►

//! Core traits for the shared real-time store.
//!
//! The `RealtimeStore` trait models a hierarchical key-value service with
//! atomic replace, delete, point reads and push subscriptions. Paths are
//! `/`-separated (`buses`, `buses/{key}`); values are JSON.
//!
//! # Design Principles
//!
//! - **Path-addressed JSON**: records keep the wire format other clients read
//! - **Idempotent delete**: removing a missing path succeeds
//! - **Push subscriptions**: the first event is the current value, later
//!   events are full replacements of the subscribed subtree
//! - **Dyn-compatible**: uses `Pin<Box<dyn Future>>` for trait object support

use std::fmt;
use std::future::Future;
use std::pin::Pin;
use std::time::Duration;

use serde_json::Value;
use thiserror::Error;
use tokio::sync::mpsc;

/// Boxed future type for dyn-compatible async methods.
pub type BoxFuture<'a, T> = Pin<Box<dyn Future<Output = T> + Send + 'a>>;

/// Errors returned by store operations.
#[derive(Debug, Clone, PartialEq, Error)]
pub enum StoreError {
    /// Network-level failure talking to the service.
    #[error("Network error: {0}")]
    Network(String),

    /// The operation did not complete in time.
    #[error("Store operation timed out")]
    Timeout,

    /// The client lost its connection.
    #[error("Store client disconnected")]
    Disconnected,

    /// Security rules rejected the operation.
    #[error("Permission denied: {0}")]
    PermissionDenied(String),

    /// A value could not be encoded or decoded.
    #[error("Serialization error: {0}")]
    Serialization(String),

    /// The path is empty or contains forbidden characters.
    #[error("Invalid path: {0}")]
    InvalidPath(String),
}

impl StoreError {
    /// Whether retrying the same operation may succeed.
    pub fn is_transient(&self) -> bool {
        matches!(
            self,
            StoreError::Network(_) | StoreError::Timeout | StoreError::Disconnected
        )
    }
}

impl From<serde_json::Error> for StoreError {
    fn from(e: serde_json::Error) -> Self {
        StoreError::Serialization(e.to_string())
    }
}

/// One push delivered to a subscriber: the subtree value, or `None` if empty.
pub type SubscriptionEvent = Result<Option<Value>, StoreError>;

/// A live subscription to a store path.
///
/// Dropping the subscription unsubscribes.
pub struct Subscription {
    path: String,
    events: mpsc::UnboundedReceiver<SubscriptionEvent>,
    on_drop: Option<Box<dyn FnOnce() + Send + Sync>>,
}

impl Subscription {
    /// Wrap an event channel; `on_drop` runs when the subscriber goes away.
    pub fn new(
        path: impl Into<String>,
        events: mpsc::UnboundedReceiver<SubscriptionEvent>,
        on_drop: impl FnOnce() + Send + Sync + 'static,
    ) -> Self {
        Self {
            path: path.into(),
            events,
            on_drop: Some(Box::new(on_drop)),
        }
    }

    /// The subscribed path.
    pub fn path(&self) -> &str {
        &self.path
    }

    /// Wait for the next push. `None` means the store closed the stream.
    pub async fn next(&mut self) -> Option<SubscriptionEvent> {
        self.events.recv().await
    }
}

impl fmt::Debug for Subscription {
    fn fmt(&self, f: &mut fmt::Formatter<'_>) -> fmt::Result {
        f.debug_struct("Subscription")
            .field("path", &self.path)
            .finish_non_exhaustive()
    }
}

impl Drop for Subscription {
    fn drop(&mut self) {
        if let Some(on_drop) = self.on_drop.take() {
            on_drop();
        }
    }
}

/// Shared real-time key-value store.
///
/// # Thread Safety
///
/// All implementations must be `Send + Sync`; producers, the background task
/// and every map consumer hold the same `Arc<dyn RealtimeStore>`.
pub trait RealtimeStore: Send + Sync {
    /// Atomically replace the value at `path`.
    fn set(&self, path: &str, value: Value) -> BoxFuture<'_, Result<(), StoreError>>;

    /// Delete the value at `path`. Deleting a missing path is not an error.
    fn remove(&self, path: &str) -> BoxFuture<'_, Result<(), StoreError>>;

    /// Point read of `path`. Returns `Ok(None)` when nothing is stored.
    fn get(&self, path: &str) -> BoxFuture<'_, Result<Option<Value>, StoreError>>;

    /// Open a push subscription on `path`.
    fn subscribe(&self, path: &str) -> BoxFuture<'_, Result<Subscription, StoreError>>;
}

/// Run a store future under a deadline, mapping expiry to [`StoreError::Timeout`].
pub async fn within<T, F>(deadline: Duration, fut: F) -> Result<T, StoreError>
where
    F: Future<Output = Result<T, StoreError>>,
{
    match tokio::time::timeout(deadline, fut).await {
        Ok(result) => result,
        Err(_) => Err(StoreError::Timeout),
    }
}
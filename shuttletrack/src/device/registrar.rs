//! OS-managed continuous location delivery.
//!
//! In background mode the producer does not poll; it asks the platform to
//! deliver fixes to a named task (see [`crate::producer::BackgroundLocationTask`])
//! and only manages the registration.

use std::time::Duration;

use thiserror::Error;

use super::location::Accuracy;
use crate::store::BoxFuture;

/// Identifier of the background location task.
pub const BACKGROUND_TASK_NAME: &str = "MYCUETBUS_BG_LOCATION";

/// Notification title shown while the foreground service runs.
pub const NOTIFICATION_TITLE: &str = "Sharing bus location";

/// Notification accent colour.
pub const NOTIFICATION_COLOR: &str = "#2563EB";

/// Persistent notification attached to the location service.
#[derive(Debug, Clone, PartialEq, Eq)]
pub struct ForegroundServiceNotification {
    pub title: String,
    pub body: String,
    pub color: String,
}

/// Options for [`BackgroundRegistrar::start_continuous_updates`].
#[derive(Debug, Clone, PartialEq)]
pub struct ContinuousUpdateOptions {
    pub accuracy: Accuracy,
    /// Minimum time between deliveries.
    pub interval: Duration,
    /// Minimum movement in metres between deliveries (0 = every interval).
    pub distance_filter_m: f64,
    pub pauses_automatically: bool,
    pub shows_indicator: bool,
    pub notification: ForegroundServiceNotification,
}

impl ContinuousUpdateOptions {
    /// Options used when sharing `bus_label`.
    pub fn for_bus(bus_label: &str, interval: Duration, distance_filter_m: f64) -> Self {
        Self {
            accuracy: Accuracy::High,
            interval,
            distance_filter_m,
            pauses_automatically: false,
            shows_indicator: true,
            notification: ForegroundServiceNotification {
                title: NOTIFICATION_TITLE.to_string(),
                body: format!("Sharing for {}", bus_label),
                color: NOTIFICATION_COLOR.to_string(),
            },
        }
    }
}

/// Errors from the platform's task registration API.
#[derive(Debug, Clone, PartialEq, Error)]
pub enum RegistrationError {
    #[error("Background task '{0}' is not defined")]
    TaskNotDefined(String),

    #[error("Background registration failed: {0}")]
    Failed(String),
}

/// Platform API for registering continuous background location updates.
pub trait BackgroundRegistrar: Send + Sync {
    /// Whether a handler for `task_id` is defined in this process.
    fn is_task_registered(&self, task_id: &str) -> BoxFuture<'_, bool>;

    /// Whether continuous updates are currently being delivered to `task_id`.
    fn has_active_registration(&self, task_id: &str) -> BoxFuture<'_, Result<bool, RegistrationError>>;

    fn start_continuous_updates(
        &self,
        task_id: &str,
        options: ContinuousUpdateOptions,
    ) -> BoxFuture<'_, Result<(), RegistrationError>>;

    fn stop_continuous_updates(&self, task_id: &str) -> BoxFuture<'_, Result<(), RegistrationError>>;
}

◄

Work instructions:
Retype the data exactly as given.

Response to this exercise:
//! Core traits for the shared real-time store.
//!
//! The `RealtimeStore` trait models a hierarchical key-value service with
//! atomic replace, delete, point reads and push subscriptions. Paths are
//! `/`-separated (`buses`, `buses/{key}`); values are JSON.
//!
//! # Design Principles
//!
//! - **Path-addressed JSON**: records keep the wire format other clients read
//! - **Idempotent delete**: removing a missing path succeeds
//! - **Push subscriptions**: the first event is the current value, later
//!   events are full replacements of the subscribed subtree
//! - **Dyn-compatible**: uses `Pin<Box<dyn Future>>` for trait object support

use std::fmt;
use std::future::Future;
use std::pin::Pin;
use std::time::Duration;

use serde_json::Value;
use thiserror::Error;
use tokio::sync::mpsc;

/// Boxed future type for dyn-compatible async methods.
pub type BoxFuture<'a, T> = Pin<Box<dyn Future<Output = T> + Send + 'a>>;

/// Errors returned by store operations.
#[derive(Debug, Clone, PartialEq, Error)]
pub enum StoreError {
    /// Network-level failure talking to the service.
    #[error("Network error: {0}")]
    Network(String),

    /// The operation did not complete in time.
    #[error("Store operation timed out")]
    Timeout,

    /// The client lost its connection.
    #[error("Store client disconnected")]
    Disconnected,

    /// Security rules rejected the operation.
    #[error("Permission denied: {0}")]
    PermissionDenied(String),

    /// A value could not be encoded or decoded.
    #[error("Serialization error: {0}")]
    Serialization(String),

    /// The path is empty or contains forbidden characters.
    #[error("Invalid path: {0}")]
    InvalidPath(String),
}

impl StoreError {
    /// Whether retrying the same operation may succeed.
    pub fn is_transient(&self) -> bool {
        matches!(
            self,
            StoreError::Network(_) | StoreError::Timeout | StoreError::Disconnected
        )
    }
}

impl From<serde_json::Error> for StoreError {
    fn from(e: serde_json::Error) -> Self {
        StoreError::Serialization(e.to_string())
    }
}

/// One push delivered to a subscriber: the subtree value, or `None` if empty.
pub type SubscriptionEvent = Result<Option<Value>, StoreError>;

/// A live subscription to a store path.
///
/// Dropping the subscription unsubscribes.
pub struct Subscription {
    path: String,
    events: mpsc::UnboundedReceiver<SubscriptionEvent>,
    on_drop: Option<Box<dyn FnOnce() + Send + Sync>>,
}

impl Subscription {
    /// Wrap an event channel; `on_drop` runs when the subscriber goes away.
    pub fn new(
        path: impl Into<String>,
        events: mpsc::UnboundedReceiver<SubscriptionEvent>,
        on_drop: impl FnOnce() + Send + Sync + 'static,
    ) -> Self {
        Self {
            path: path.into(),
            events,
            on_drop: Some(Box::new(on_drop)),
        }
    }

    /// The subscribed path.
    pub fn path(&self) -> &str {
        &self.path
    }

    /// Wait for the next push. `None` means the store closed the stream.
    pub async fn next(&mut self) -> Option<SubscriptionEvent> {
        self.events.recv().await
    }
}

impl fmt::Debug for Subscription {
    fn fmt(&self, f: &mut fmt::Formatter<'_>) -> fmt::Result {
        f.debug_struct("Subscription")
            .field("path", &self.path)
            .finish_non_exhaustive()
    }
}

impl Drop for Subscription {
    fn drop(&mut self) {
        if let Some(on_drop) = self.on_drop.take() {
            on_drop();
        }
    }
}

/// Shared real-time key-value store.
///
/// # Thread Safety
///
/// All implementations must be `Send + Sync`; producers, the background task
/// and every map consumer hold the same `Arc<dyn RealtimeStore>`.
pub trait RealtimeStore: Send + Sync {
    /// Atomically replace the value at `path`.
    fn set(&self, path: &str, value: Value) -> BoxFuture<'_, Result<(), StoreError>>;

    /// Delete the value at `path`. Deleting a missing path is not an error.
    fn remove(&self, path: &str) -> BoxFuture<'_, Result<(), StoreError>>;

    /// Point read of `path`. Returns `Ok(None)` when nothing is stored.
    fn get(&self, path: &str) -> BoxFuture<'_, Result<Option<Value>, StoreError>>;

    /// Open a push subscription on `path`.
    fn subscribe(&self, path: &str) -> BoxFuture<'_, Result<Subscription, StoreError>>;
}

/// Run a store future under a deadline, mapping expiry to [`StoreError::Timeout`].
pub async fn within<T, F>(deadline: Duration, fut: F) -> Result<T, StoreError>
where
    F: Future<Output = Result<T, StoreError>>,
{
    match tokio::time::timeout(deadline, fut).await {
        Ok(result) => result,
        Err(_) => Err(StoreError::Timeout),
    }
}
filename shuttletrack/src/device/registrar.rs
//! OS-managed continuous location delivery.
//!
//! In background mode the producer does not poll; it asks the platform to
//! deliver fixes to a named task (see [`crate::producer::BackgroundLocationTask`])
//! and only manages the registration.

use std::time::Duration;

use thiserror::Error;

use super::location::Accuracy;
use crate::store::BoxFuture;

/// Identifier of the background location task.
pub const BACKGROUND_TASK_NAME: &str = "MYCUETBUS_BG_LOCATION";

/// Notification title shown while the foreground service runs.
pub const NOTIFICATION_TITLE: &str = "Sharing bus location";

/// Notification accent colour.
pub const NOTIFICATION_COLOR: &str = "#2563EB";

/// Persistent notification attached to the location service.
#[derive(Debug, Clone, PartialEq, Eq)]
pub struct ForegroundServiceNotification {
    pub title: String,
    pub body: String,
    pub color: String,
}

/// Options for [`BackgroundRegistrar::start_continuous_updates`].
#[derive(Debug, Clone, PartialEq)]
pub struct ContinuousUpdateOptions {
    pub accuracy: Accuracy,
    /// Minimum time between deliveries.
    pub interval: Duration,
    /// Minimum movement in metres between deliveries (0 = every interval).
    pub distance_filter_m: f64,
    pub pauses_automatically: bool,
    pub shows_indicator: bool,
    pub notification: ForegroundServiceNotification,
}

impl ContinuousUpdateOptions {
    /// Options used when sharing `bus_label`.
    pub fn for_bus(bus_label: &str, interval: Duration, distance_filter_m: f64) -> Self {
        Self {
            accuracy: Accuracy::High,
            interval,
            distance_filter_m,
            pauses_automatically: false,
            shows_indicator: true,
            notification: ForegroundServiceNotification {
                title: NOTIFICATION_TITLE.to_string(),
                body: format!("Sharing for {}", bus_label),
                color: NOTIFICATION_COLOR.to_string(),
            },
        }
    }
}

/// Errors from the platform's task registration API.
#[derive(Debug, Clone, PartialEq, Error)]
pub enum RegistrationError {
    #[error("Background task '{0}' is not defined")]
    TaskNotDefined(String),

    #[error("Background registration failed: {0}")]
    Failed(String),
}

/// Platform API for registering continuous background location updates.
pub trait BackgroundRegistrar: Send + Sync {
    /// Whether a handler for `task_id` is defined in this process.
    fn is_task_registered(&self, task_id: &str) -> BoxFuture<'_, bool>;

    /// Whether continuous updates are currently being delivered to `task_id`.
    fn has_active_registration(&self, task_id: &str) -> BoxFuture<'_, Result<bool, RegistrationError>>;

    fn start_continuous_updates(
        &self,
        task_id: &str,
        options: ContinuousUpdateOptions,
    ) -> BoxFuture<'_, Result<(), RegistrationError>>;

    fn stop_continuous_updates(&self, task_id: &str) -> BoxFuture<'_, Result<(), RegistrationError>>;
}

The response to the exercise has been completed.